My published negative result…
IMAGINE your excitement as a budding young researcher taking on your first piece of research as part of an undergraduate summer studentship; you're working on a gene that makes a type of medically important bacteria resistant to a key group of antibiotics, the tetracyclines. The gene in question is described in a peer-reviewed specialist journal, but no-one is quite sure how the gene works. If we're to understand and address the problem of antibiotic resistance, one of the many things we need to do is understand their mechanisms of resistance. This gene appears very different from any other gene that performs a similar function, so it has been classed into its own 'family' of resistance determinant, which appears in reviews and textbooks. It has also been screened for - and found - when looking under the genetic skirt of a notable 'superbug', VRSA (the vancomycin resistant big brother of MRSA).
The only problem is, the gene in question is not an antibiotic resistance gene, but you won't know this until you have spent the summer working on it; indeed, it won't be until the project is inherited as a pet project by a postdoc that we'll know this.

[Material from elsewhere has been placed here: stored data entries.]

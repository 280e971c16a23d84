mod dns_resolver;
mod record_lookup;
mod wire_codec;

pub use dns_resolver::DnsResolver;
pub use record_lookup::RecordLookup;
pub use wire_codec::WireCodec;

// Re-export for convenience
pub use dohgate_domain::DnsQuery;
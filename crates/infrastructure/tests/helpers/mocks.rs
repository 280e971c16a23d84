#![allow(dead_code)]
use async_trait::async_trait;
use dohgate_application::ports::RecordLookup;
use dohgate_domain::{DomainError, RecordType, ResourceRecord};
use std::collections::HashMap;
use std::sync::atomic::{AtomicUsize, Ordering};
use std::sync::Mutex;
use std::time::Duration;
use tokio::time::Instant;

/// Call-counting stand-in for the recursive resolver.
pub struct MockRecordLookup {
    answers: Mutex<HashMap<(String, RecordType), Result<Vec<ResourceRecord>, DomainError>>>,
    delay: Option<Duration>,
    calls: AtomicUsize,
}

impl MockRecordLookup {
    pub fn new() -> Self {
        Self {
            answers: Mutex::new(HashMap::new()),
            delay: None,
            calls: AtomicUsize::new(0),
        }
    }

    pub fn with_delay(mut self, delay: Duration) -> Self {
        self.delay = Some(delay);
        self
    }

    pub fn answer(self, domain: &str, record_type: RecordType, records: Vec<ResourceRecord>) -> Self {
        self.answers
            .lock()
            .unwrap()
            .insert((domain.to_string(), record_type), Ok(records));
        self
    }

    pub fn fail(self, domain: &str, record_type: RecordType, error: DomainError) -> Self {
        self.answers
            .lock()
            .unwrap()
            .insert((domain.to_string(), record_type), Err(error));
        self
    }

    pub fn call_count(&self) -> usize {
        self.calls.load(Ordering::SeqCst)
    }
}

#[async_trait]
impl RecordLookup for MockRecordLookup {
    async fn lookup(
        &self,
        domain: &str,
        record_type: RecordType,
        _deadline: Instant,
    ) -> Result<Vec<ResourceRecord>, DomainError> {
        self.calls.fetch_add(1, Ordering::SeqCst);
        if let Some(delay) = self.delay {
            tokio::time::sleep(delay).await;
        }
        self.answers
            .lock()
            .unwrap()
            .get(&(domain.to_string(), record_type))
            .cloned()
            .unwrap_or(Err(DomainError::NxDomain))
    }
}
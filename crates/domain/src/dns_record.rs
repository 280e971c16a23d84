pub mod record;
pub mod record_type;

pub use record::{RecordData, ResourceRecord};
pub use record_type::RecordType;
use serde::{Deserialize, Serialize};
use std::fmt;
use std::str::FromStr;
use std::time::Duration;

/// How the `dns` parameter of a GET request is interpreted.
///
/// Chosen once per process; the two forms are not interchangeable.
#[derive(Debug, Clone, Copy, Deserialize, Serialize, PartialEq, Eq, Default)]
#[serde(rename_all = "lowercase")]
pub enum GetPayloadFormat {
    /// base64url of a complete wire-format query (RFC 8484).
    #[default]
    Wire,

    /// base64url of a bare host name, queried as type A.
    Hostname,
}

impl GetPayloadFormat {
    pub fn as_str(&self) -> &'static str {
        match self {
            Self::Wire => "wire",
            Self::Hostname => "hostname",
        }
    }
}

impl fmt::Display for GetPayloadFormat {
    fn fmt(&self, f: &mut fmt::Formatter<'_>) -> fmt::Result {
        f.write_str(self.as_str())
    }
}

impl FromStr for GetPayloadFormat {
    type Err = String;

    fn from_str(s: &str) -> Result<Self, Self::Err> {
        match s.to_lowercase().as_str() {
            "wire" => Ok(Self::Wire),
            "hostname" => Ok(Self::Hostname),
            _ => Err(format!(
                "Invalid GET payload format '{}'. Expected 'wire' or 'hostname'",
                s
            )),
        }
    }
}

#[derive(Debug, Clone, Deserialize, Serialize)]
pub struct GatewayConfig {
    /// Upstream DNS server (`IP:PORT` or `HOST:PORT`). When set, queries
    /// are forwarded verbatim; otherwise the internal resolver is used.
    #[serde(default)]
    pub upstream: Option<String>,

    #[serde(default = "default_query_timeout_ms")]
    pub query_timeout_ms: u64,

    #[serde(default = "default_cache_capacity")]
    pub cache_capacity: usize,

    #[serde(default)]
    pub verbose: bool,

    #[serde(default)]
    pub get_payload: GetPayloadFormat,

    /// Recursive nameservers used by the internal resolver.
    #[serde(default = "default_nameservers")]
    pub nameservers: Vec<String>,
}

impl GatewayConfig {
    pub fn timeout(&self) -> Duration {
        Duration::from_millis(self.query_timeout_ms)
    }
}

impl Default for GatewayConfig {
    fn default() -> Self {
        Self {
            upstream: None,
            query_timeout_ms: default_query_timeout_ms(),
            cache_capacity: default_cache_capacity(),
            verbose: false,
            get_payload: GetPayloadFormat::default(),
            nameservers: default_nameservers(),
        }
    }
}

fn default_query_timeout_ms() -> u64 {
    2500
}

fn default_cache_capacity() -> usize {
    1_000_000
}

fn default_nameservers() -> Vec<String> {
    vec!["1.1.1.1:53".to_string(), "8.8.8.8:53".to_string()]
}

The fact is, the gene had already been recognised for what it really was over a decade earlier, not that this was ever reported. Ironically, the person who immediately dismissed the gene's published function was in fact the one time PhD supervisor of the said postdoc, and a world expert on the type of protein the gene really is, but I'll come back to that.
My post last week, 'On publishing negative results..', briefly described the issue of positive publication bias in scientific and medical literature, and was a pre-amble to the story of my own experience publishing negative results. So let me now tell you about how I tried, and succeeded, at getting ostensibly negative results published.
Obviously I was the postdoc I describe above, and the project to study this 'tetracycline resistance gene' burned through the summer of both an undergraduate and a graduate student, and then through another six+ months of my time (on and off). It is not uncommon, as a postdoc, to undertake several smaller projects in parallel to the major project for which the postdoc is employed; sometimes you win, sometimes you lose. Despite having accumulated plenty of 'file drawer' datasets and potential papers over the years, this was one we tried - out of principle - to follow through to publication.
In 1996 a paper from the laboratory of Dr Lolita Daneo-Moore, Temple University PA, reported the isolation of a novel tetracycline resistance gene on a plasmid found within the gut bacterium Enterococcus faecium:
Ridenhour et al. (1996) A novel tetracycline-resistant determinant, tet(U), is encoded on the plasmid pKq10 in Enterococcus faecium. Plasmid 35: 71-80 [DOI]
For information, plasmids are rings of DNA that exist within bacterial cells, but are distinct from the cell's own DNA; they encode a library of weird and wonderful (though sometimes cryptic) utilities that bacteria can inherit or share between themselves - these utilities often include antibiotic- and antiseptic-resistance, amongst others.
Whilst I cannot hope to give a full run down of all the details of both this paper and my own paper, in essence their work represents a classic piece of reductive scientific investigation, trying to find out what it was that made several E. faecium isolates resistant to the antibiotic tetracycline. They honed in on a single small plasmid, 'pKq10', present in all the resistant isolates, and having determined the DNA sequence of the plasmid, they found a candidate gene that they called tet(U). As is the norm, once you have a DNA sequence for something, you can both compare this sequence, or the amino acid sequence that the DNA ultimately translates to, with others in databases such as GenBank - to see if anything like it already exists. Based on this sort of computer-based analysis, the authors suggested that it shared some similarity with other types of tetracycline resistance genes, but was different enough to be assigned its own class, Tet(U).
It was on this basis, many years later, that our lab decided to figure out how the protein produced by tet(U) actually worked. Our lab has had some success picking apart resistance mechanisms in this way, using a biochemical approach to purify the protein away from the cells and then test its activity. That takes a sentence to say, but took several months to do! As tetracycline is an antibiotic that targets the protein-making machinery of bacteria, it is possible to add our purified TetU protein to a small tube that contains an active protein-making soup extracted from bacteria, and see whether its presence protects this protein production from the effects of tetracycline.
It didn't. Nor, in fact, could any kind of resistance be conferred by this gene in any other context in our hands.
Repeating the original experiments
When I inherited the project, the first thing I did was go back to the original paper and scrutinise both the report, and the DNA sequences they'd submitted to the database, in great detail. The first thing that struck me was that the gene in question, tet(U), looked very familiar. I spent all of 5 minutes double checking the DNA sequence against GenBank and became clear why - in terms of familiarity tet(U) was as obvious in function as a double-decker bus - only, it wasn't the whole bus, it was just the front half. The fact that the whole 'bus' wasn't obvious was perhaps because somewhere along the line, when the original lab determined the DNA sequence, two DNA mutations (or sequencing errors) crept in that split a single obvious gene into two, smaller, more quizzical genes (at least to those less familiar with them).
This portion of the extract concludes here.